KT: She wasn’t asking for consultation to find a solution. She was suggesting what she wanted, and demanding the right to buy. And I’m saying, there were none to buy. There were none to sell.
MM: There were none to sell, but at least we should go out as a state government. Was Maharashtra equally wrong?
KT: “Let me try even though I fail?”
MM: Yes, of course. Because what were we supposed to do? Were we supposed to act like the Central government? Not at all. I think you’re just playing right into the hands of the Central government.
KT: No, I’m playing devil’s advocate against a very foolish position taken by Mamata Banerjee.
MM: Not a foolish position at all, as a state government faced with the prospect of a population that had no access to vaccines, faced with the prospect of a terrible second wave – which, by the way, the Central government had not even woken up to…
KT: You know what this amounts to? “I know that there’s no door. I’ll bang my head against the wall, maybe it will break,” that’s what Mamata Banerjee was saying. “Let me try, it’s better than doing nothing.”

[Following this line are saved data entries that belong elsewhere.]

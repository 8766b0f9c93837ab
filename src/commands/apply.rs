//! Apply command implementation
//!
//! The apply command runs the whole engine:
//! 1. Discover and load every declaration unit under the modules directory
//! 2. Hand declared scripts to the bundler
//! 3. Apply each rule set in discovery order

use std::path::PathBuf;

use anyhow::{Context, Result};
use clap::Args;

use packmap::auto_map::AutoMapResolver;
use packmap::config;
use packmap::defaults;
use packmap::output::{emoji, summary_line, OutputConfig};
use packmap::rules::{self, ApplyContext};
use packmap::scripts;

/// Arguments for the apply command
#[derive(Args, Debug)]
pub struct ApplyArgs {
    /// Settings JSON, as passed by a build pipeline
    #[arg(value_name = "SETTINGS")]
    pub settings: Option<String>,

    /// Working directory holding RP/, BP/ and data/ (defaults to current directory)
    #[arg(short, long, value_name = "PATH")]
    pub dir: Option<PathBuf>,

    /// Modules directory, relative to the working directory
    #[arg(long, value_name = "PATH", env = "PACKMAP_MODULES", default_value = defaults::MODULES_DIR)]
    pub modules: PathBuf,

    /// Auto-map table (defaults to auto_map.yaml in the modules directory)
    #[arg(long, value_name = "PATH", env = "PACKMAP_AUTO_MAP")]
    pub auto_map: Option<PathBuf>,

    /// Global template scope as a JSON object, layered over the settings scope
    #[arg(long, value_name = "JSON")]
    pub scope: Option<String>,

    /// Suppress all output except errors
    #[arg(short, long)]
    pub quiet: bool,
}

/// Execute the apply command
pub fn execute(args: ApplyArgs, color_flag: &str) -> Result<()> {
    let out = OutputConfig::from_env_and_flag(color_flag);

    let working_dir = match args.dir {
        Some(dir) => dir,
        None => std::env::current_dir().context("Failed to get current directory")?,
    };

    let settings = config::parse_settings(args.settings.as_deref().unwrap_or_default())?;
    let mut scope = settings.scope.clone();
    if let Some(json) = &args.scope {
        scope.extend(config::parse_scope(json)?);
    }

    let modules_dir = working_dir.join(&args.modules);
    let auto_map_path = match (&args.auto_map, &settings.auto_map) {
        (Some(path), _) => working_dir.join(path),
        (None, Some(path)) => working_dir.join(path),
        (None, None) => defaults::default_auto_map_path(&modules_dir),
    };

    let sets = rules::load_rule_sets(&modules_dir, &working_dir)?;

    if let Some(bundle) = scripts::compile_scripts(&sets, settings.bundler.as_ref(), &working_dir)
        .context("Error during script path resolution or compilation")?
    {
        if !args.quiet {
            println!("{} Scripts bundled into {}", emoji(&out, "📦", "[JS]"), bundle.display());
        }
    }

    let ctx = ApplyContext::new(&working_dir, AutoMapResolver::new(auto_map_path)).with_scope(scope);
    let set_count = sets.len();
    for set in sets {
        let report = set
            .apply(&ctx)
            .context("Error during evaluation of the map files")?;
        if !args.quiet {
            println!("{}", summary_line(&out, &report));
        }
    }

    if !args.quiet {
        println!(
            "{} Applied {} declaration unit(s) to {}",
            emoji(&out, "✅", "[OK]"),
            set_count,
            working_dir.display()
        );
    }
    Ok(())
}
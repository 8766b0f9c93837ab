//! Rule targets
//!
//! A declared target takes one of three forms:
//!
//! - a literal path such as `BP/items/sword.json`; a trailing `/` or a final
//!   `.`/`..` segment makes it a directory the source file is copied into;
//! - `:auto` or `:autoFlat`, resolved through the auto-map table;
//! - a structured `{path, subpath, name}` target whose parts are literals or
//!   auto keywords.
//!
//! Resolution yields a normalized posix path relative to the working
//! directory.

use std::fmt;

use crate::auto_map::{AutoMapResolver, AutoMapping};
use crate::config::TargetDecl;
use crate::defaults::TARGET_ROOTS;
use crate::error::{Error, Result};
use crate::path;

const AUTO: &str = ":auto";
const AUTO_FLAT: &str = ":autoFlat";

/// One part of a structured target
#[derive(Debug, Clone, PartialEq, Eq)]
pub enum TargetPart {
    Literal(String),
    Auto,
    AutoFlat,
}

impl TargetPart {
    pub fn parse(raw: &str) -> Self {
        match raw {
            AUTO => TargetPart::Auto,
            AUTO_FLAT => TargetPart::AutoFlat,
            other => TargetPart::Literal(other.to_string()),
        }
    }

    fn is_auto(&self) -> bool {
        !matches!(self, TargetPart::Literal(_))
    }
}

impl fmt::Display for TargetPart {
    fn fmt(&self, f: &mut fmt::Formatter<'_>) -> fmt::Result {
        match self {
            TargetPart::Literal(text) => f.write_str(text),
            TargetPart::Auto => f.write_str(AUTO),
            TargetPart::AutoFlat => f.write_str(AUTO_FLAT),
        }
    }
}

/// Where a rule writes its output
#[derive(Debug, Clone, PartialEq, Eq)]
pub enum Target {
    /// A fixed path; `directory` targets receive the source file name
    Literal { path: String, directory: bool },
    /// Auto-mapped from the source file name
    Auto { flatten: bool },
    Structured {
        path: TargetPart,
        subpath: Option<TargetPart>,
        name: TargetPart,
    },
}

impl Target {
    pub fn from_decl(decl: &TargetDecl) -> Self {
        match decl {
            TargetDecl::Path(raw) => match raw.as_str() {
                AUTO => Target::Auto { flatten: false },
                AUTO_FLAT => Target::Auto { flatten: true },
                _ => Target::Literal {
                    path: path::normalize(raw),
                    directory: is_directory_target(raw),
                },
            },
            TargetDecl::Structured(parts) => Target::Structured {
                path: parts.path.as_deref().map(TargetPart::parse).unwrap_or(TargetPart::Auto),
                subpath: parts.subpath.as_deref().map(TargetPart::parse),
                name: parts.name.as_deref().map(TargetPart::parse).unwrap_or(TargetPart::Auto),
            },
        }
    }

    /// Check literal paths against the allowed output roots
    pub fn validate(&self) -> std::result::Result<(), String> {
        match self {
            Target::Literal { path, directory } => check_root(path, *directory),
            Target::Structured {
                path: TargetPart::Literal(path),
                ..
            } => check_root(&path::normalize(path), true),
            _ => Ok(()),
        }
    }

    /// Whether resolving this target needs the auto-map table
    pub fn uses_auto_map(&self) -> bool {
        match self {
            Target::Literal { .. } => false,
            Target::Auto { .. } => true,
            Target::Structured { path, name, .. } => path.is_auto() || name.is_auto(),
        }
    }

    /// Resolve against `source`, the source path relative to its
    /// declaration unit (or just its file name when it lies outside)
    pub fn resolve(&self, source: &str, auto_map: &AutoMapResolver) -> Result<String> {
        let resolved = match self {
            Target::Literal { path, directory } => {
                if *directory {
                    path::join(&[path.clone(), path::basename(source)])
                } else {
                    path.clone()
                }
            }
            Target::Auto { flatten } => mapping(source, auto_map)?.target(*flatten),
            Target::Structured { path, subpath, name } => {
                let mapped = if self.uses_auto_map() {
                    Some(mapping(source, auto_map)?)
                } else {
                    None
                };
                resolve_structured(path, subpath.as_ref(), name, source, mapped.as_ref())
            }
        };

        let resolved = path::normalize(&resolved);
        if path::is_absolute(&resolved) || resolved == ".." || resolved.starts_with("../") {
            return Err(Error::Resolution {
                source_path: source.to_string(),
                message: format!("Target {} lies outside the working directory", resolved),
            });
        }
        Ok(resolved)
    }
}

impl fmt::Display for Target {
    fn fmt(&self, f: &mut fmt::Formatter<'_>) -> fmt::Result {
        match self {
            Target::Literal { path, directory: true } => write!(f, "{}/", path),
            Target::Literal { path, .. } => f.write_str(path),
            Target::Auto { flatten: false } => f.write_str(AUTO),
            Target::Auto { flatten: true } => f.write_str(AUTO_FLAT),
            Target::Structured { path, subpath, name } => {
                write!(f, "{{path: {}", path)?;
                if let Some(subpath) = subpath {
                    write!(f, ", subpath: {}", subpath)?;
                }
                write!(f, ", name: {}}}", name)
            }
        }
    }
}

/// A trailing slash or a final `.`/`..` segment marks a directory
fn is_directory_target(raw: &str) -> bool {
    let raw = path::as_posix(raw);
    raw.ends_with('/') || matches!(raw.rsplit('/').next(), Some(".") | Some(".."))
}

fn check_root(normalized: &str, directory: bool) -> std::result::Result<(), String> {
    let allowed = TARGET_ROOTS.iter().any(|root| {
        normalized.starts_with(root) || (directory && normalized == root.trim_end_matches('/'))
    });
    if allowed {
        Ok(())
    } else {
        Err(format!(
            "Target must start with RP/, BP/, or data/. Got: {}",
            normalized
        ))
    }
}

fn mapping(source: &str, auto_map: &AutoMapResolver) -> Result<AutoMapping> {
    auto_map.resolve_parts(source)?.ok_or_else(|| Error::Resolution {
        source_path: source.to_string(),
        message: format!(
            "No auto-map pattern matches '{}' (table: {})",
            path::basename(source),
            path::as_posix(&auto_map.path().to_string_lossy())
        ),
    })
}

fn source_structure(source: &str) -> Option<String> {
    match path::dirname(source).as_str() {
        "." | "/" => None,
        dir => Some(dir.to_string()),
    }
}

fn resolve_structured(
    path_part: &TargetPart,
    subpath: Option<&TargetPart>,
    name: &TargetPart,
    source: &str,
    mapped: Option<&AutoMapping>,
) -> String {
    let mut parts: Vec<String> = Vec::with_capacity(4);

    match (path_part, mapped) {
        (TargetPart::Literal(dir), _) => parts.push(dir.clone()),
        (TargetPart::Auto, Some(mapped)) => {
            parts.push(mapped.directory.clone());
            parts.extend(mapped.structure.clone());
        }
        (TargetPart::AutoFlat, Some(mapped)) => parts.push(mapped.directory.clone()),
        _ => {}
    }

    match subpath {
        Some(TargetPart::Literal(sub)) => parts.push(sub.clone()),
        Some(TargetPart::Auto) => parts.extend(source_structure(source)),
        Some(TargetPart::AutoFlat) | None => {}
    }

    match (name, mapped) {
        (TargetPart::Literal(file_name), _) => parts.push(file_name.clone()),
        (_, Some(mapped)) => parts.push(mapped.file_name.clone()),
        (_, None) => parts.push(path::basename(source)),
    }

    path::join(&parts)
}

MM: You know something, absolutely. When you’re stuck in a room and you don’t have a lock, sometimes it’s good when you’ve got to get your children out of a sticky mess, and you’re stuck in a room when you’ve got to get them out. Perhaps as a mother, as a chief minister, if she’s trying to break her head on the door and try and get the door open, that’s better than sitting in there and saying, “You know what, I don’t have the key.” That’s not such a bad thing at all.
KT: Let me point out something else that Mamata Banerjee said in that letter of the 24th which is even worse. It’s bad enough that she claimed that she could get vaccines that weren’t available, it’s bad enough that she believed that manufacturers will sell to state governments when it was clear they wouldn’t. What was even worse is that she demanded universal vaccination for everyone over 80. Now, at a time, when we didn’t have enough vaccines for people over 60, leave aside over 45, by demanding it be given to the age group 18 to 44, which is 600 million more, she was making a bad situation hugely worse.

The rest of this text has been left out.